● Aim of the exercise: Return all lines below containing the word "Deserialize".

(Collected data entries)
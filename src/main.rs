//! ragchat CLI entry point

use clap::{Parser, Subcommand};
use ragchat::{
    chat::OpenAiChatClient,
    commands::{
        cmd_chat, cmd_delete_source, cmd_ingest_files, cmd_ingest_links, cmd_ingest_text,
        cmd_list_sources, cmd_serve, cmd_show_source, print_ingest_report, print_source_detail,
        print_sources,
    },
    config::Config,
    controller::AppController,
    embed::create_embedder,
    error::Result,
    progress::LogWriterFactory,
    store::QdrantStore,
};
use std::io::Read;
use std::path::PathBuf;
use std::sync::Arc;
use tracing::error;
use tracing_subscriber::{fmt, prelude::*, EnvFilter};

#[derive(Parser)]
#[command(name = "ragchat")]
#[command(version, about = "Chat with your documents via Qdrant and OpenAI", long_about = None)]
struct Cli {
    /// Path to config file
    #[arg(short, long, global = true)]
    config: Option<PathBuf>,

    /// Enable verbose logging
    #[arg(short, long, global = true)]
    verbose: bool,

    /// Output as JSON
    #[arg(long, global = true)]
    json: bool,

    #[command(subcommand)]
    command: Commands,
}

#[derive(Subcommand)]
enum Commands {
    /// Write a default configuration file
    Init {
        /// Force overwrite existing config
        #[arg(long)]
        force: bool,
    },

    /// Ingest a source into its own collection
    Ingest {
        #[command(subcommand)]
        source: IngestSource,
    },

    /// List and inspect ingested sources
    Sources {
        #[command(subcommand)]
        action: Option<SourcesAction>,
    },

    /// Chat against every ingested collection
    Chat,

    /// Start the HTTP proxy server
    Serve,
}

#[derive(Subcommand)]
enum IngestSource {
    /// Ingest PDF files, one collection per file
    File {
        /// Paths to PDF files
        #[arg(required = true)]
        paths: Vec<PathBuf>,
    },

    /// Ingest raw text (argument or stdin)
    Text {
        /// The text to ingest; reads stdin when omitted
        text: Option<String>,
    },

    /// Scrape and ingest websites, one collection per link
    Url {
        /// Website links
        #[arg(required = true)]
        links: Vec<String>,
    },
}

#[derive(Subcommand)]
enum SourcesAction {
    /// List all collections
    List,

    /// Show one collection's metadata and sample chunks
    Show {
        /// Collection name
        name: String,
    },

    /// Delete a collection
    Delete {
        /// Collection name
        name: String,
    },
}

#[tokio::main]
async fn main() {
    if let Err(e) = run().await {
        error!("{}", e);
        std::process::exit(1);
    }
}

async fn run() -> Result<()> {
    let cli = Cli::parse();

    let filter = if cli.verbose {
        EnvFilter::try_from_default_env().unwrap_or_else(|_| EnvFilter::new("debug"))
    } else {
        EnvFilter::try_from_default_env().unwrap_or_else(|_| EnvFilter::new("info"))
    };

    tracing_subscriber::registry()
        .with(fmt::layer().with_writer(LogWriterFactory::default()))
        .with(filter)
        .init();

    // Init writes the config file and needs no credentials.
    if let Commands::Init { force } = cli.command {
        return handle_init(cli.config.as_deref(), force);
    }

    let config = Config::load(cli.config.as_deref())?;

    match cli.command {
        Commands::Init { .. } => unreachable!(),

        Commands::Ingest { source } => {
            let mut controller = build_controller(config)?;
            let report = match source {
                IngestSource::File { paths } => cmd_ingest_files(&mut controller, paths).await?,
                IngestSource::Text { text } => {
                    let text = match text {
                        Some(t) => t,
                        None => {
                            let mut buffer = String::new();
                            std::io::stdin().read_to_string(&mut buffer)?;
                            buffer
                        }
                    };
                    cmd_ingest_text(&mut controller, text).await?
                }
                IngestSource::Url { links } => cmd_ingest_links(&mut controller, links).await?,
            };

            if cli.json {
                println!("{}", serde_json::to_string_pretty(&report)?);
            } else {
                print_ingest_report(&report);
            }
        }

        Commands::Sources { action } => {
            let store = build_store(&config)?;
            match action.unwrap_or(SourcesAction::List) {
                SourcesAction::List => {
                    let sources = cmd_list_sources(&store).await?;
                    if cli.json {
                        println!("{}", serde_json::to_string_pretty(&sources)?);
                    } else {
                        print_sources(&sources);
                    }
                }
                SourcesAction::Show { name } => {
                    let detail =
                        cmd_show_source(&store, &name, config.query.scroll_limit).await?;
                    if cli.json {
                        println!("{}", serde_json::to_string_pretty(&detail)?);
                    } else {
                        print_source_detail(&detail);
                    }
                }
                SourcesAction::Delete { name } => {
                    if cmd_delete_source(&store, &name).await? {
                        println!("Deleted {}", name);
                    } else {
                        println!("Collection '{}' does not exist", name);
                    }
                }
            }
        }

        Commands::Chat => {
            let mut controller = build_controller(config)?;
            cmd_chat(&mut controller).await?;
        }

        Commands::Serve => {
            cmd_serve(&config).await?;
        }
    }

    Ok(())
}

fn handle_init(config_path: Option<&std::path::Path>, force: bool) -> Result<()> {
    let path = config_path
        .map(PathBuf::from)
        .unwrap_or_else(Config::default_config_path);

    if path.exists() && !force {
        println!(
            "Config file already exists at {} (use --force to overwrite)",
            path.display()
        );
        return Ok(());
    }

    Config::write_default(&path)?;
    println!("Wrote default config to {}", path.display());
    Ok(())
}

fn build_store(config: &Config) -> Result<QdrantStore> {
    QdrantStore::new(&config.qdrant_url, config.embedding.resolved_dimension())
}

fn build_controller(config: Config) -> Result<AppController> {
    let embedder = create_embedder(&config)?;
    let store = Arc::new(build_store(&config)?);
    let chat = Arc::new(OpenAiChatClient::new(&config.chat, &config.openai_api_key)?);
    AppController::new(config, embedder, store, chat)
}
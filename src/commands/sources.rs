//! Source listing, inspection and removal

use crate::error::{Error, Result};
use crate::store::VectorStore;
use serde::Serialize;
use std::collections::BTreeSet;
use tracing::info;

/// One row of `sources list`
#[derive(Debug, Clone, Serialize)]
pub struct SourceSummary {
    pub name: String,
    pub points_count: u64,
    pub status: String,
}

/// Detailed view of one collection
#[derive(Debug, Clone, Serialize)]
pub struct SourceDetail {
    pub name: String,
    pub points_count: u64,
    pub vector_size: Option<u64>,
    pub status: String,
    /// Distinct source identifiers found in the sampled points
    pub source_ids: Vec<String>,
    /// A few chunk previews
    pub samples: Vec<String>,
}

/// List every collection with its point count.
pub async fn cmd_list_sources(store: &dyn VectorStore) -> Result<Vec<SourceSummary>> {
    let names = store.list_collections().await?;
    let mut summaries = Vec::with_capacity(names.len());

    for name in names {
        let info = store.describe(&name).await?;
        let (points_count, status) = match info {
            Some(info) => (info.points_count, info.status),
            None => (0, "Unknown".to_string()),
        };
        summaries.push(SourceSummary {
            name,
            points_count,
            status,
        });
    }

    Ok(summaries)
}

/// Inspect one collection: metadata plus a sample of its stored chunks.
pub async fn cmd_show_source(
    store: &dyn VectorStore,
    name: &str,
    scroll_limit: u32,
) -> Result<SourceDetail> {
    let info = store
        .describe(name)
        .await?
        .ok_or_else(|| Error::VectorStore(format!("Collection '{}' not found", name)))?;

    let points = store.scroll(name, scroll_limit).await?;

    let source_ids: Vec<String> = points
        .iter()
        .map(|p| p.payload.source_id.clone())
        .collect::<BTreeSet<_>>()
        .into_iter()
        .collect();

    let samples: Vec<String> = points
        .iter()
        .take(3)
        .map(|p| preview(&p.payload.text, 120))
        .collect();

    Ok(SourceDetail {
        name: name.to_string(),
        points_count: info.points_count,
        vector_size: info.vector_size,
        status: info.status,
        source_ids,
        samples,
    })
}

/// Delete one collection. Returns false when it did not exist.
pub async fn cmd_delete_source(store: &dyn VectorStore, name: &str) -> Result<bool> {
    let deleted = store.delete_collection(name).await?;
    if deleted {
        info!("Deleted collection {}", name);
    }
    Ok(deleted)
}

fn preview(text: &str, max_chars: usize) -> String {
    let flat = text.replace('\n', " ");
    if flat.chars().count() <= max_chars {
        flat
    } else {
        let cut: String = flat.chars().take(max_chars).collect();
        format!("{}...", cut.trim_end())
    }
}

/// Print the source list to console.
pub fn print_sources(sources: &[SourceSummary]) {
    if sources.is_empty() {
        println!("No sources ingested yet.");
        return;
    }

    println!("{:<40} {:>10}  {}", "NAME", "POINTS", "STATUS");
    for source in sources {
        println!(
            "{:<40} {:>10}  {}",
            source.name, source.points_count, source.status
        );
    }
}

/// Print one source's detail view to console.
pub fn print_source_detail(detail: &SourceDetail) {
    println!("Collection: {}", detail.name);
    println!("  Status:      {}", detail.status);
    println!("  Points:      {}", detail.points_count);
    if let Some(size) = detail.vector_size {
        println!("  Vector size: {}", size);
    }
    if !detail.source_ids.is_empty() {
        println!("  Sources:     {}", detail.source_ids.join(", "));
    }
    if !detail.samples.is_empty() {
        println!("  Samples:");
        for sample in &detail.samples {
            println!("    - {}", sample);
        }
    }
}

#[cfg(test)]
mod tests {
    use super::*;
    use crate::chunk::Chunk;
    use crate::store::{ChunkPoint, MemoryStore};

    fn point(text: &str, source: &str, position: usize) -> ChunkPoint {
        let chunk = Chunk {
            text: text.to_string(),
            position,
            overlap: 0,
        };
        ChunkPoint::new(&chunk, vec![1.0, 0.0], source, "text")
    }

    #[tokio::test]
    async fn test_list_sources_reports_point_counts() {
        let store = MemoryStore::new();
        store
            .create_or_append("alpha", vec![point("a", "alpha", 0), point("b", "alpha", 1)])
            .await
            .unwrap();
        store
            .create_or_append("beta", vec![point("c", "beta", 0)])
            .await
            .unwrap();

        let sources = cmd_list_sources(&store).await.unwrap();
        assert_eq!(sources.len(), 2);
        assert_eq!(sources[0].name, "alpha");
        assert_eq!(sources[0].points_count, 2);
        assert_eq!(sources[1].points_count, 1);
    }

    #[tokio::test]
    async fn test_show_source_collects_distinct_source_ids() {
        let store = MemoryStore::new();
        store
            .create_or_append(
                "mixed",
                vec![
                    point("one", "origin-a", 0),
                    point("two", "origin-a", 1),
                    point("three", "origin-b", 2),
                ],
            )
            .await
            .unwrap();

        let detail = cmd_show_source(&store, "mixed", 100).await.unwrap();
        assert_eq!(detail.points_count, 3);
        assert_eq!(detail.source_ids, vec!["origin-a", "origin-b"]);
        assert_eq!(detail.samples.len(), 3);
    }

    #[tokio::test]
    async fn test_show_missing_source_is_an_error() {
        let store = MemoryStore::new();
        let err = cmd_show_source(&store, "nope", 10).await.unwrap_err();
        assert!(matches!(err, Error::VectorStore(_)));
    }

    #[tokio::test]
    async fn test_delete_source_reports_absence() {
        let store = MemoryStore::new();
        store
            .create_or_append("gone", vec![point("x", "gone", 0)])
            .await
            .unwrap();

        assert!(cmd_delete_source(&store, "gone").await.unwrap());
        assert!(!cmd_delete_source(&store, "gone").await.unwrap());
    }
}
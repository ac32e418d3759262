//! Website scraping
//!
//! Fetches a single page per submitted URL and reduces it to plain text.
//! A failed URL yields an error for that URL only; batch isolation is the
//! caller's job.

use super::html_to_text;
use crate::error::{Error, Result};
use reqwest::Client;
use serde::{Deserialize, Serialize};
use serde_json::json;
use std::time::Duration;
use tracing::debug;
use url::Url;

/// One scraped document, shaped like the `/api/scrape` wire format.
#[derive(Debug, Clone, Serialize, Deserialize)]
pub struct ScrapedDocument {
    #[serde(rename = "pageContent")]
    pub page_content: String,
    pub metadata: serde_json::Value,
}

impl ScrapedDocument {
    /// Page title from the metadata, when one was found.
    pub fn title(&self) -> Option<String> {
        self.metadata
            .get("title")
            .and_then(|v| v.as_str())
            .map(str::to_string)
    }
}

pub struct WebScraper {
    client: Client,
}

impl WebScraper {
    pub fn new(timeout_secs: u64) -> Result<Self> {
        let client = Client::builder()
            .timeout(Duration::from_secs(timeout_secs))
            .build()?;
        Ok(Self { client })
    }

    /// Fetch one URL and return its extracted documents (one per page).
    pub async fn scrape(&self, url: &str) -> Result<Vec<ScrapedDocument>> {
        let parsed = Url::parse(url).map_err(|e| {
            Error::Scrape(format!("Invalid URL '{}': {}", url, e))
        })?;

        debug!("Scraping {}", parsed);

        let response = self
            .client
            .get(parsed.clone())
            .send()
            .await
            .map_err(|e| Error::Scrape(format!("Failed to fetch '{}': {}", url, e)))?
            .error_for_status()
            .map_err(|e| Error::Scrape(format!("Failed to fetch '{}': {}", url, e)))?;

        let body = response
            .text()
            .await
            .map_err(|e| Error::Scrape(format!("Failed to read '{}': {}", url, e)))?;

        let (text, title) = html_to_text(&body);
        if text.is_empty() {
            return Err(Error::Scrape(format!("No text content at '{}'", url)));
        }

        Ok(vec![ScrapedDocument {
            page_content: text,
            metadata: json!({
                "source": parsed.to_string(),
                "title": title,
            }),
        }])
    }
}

● Your response:
use serde::{Deserialize, Serialize};
#[derive(Debug, Clone, Serialize, Deserialize)]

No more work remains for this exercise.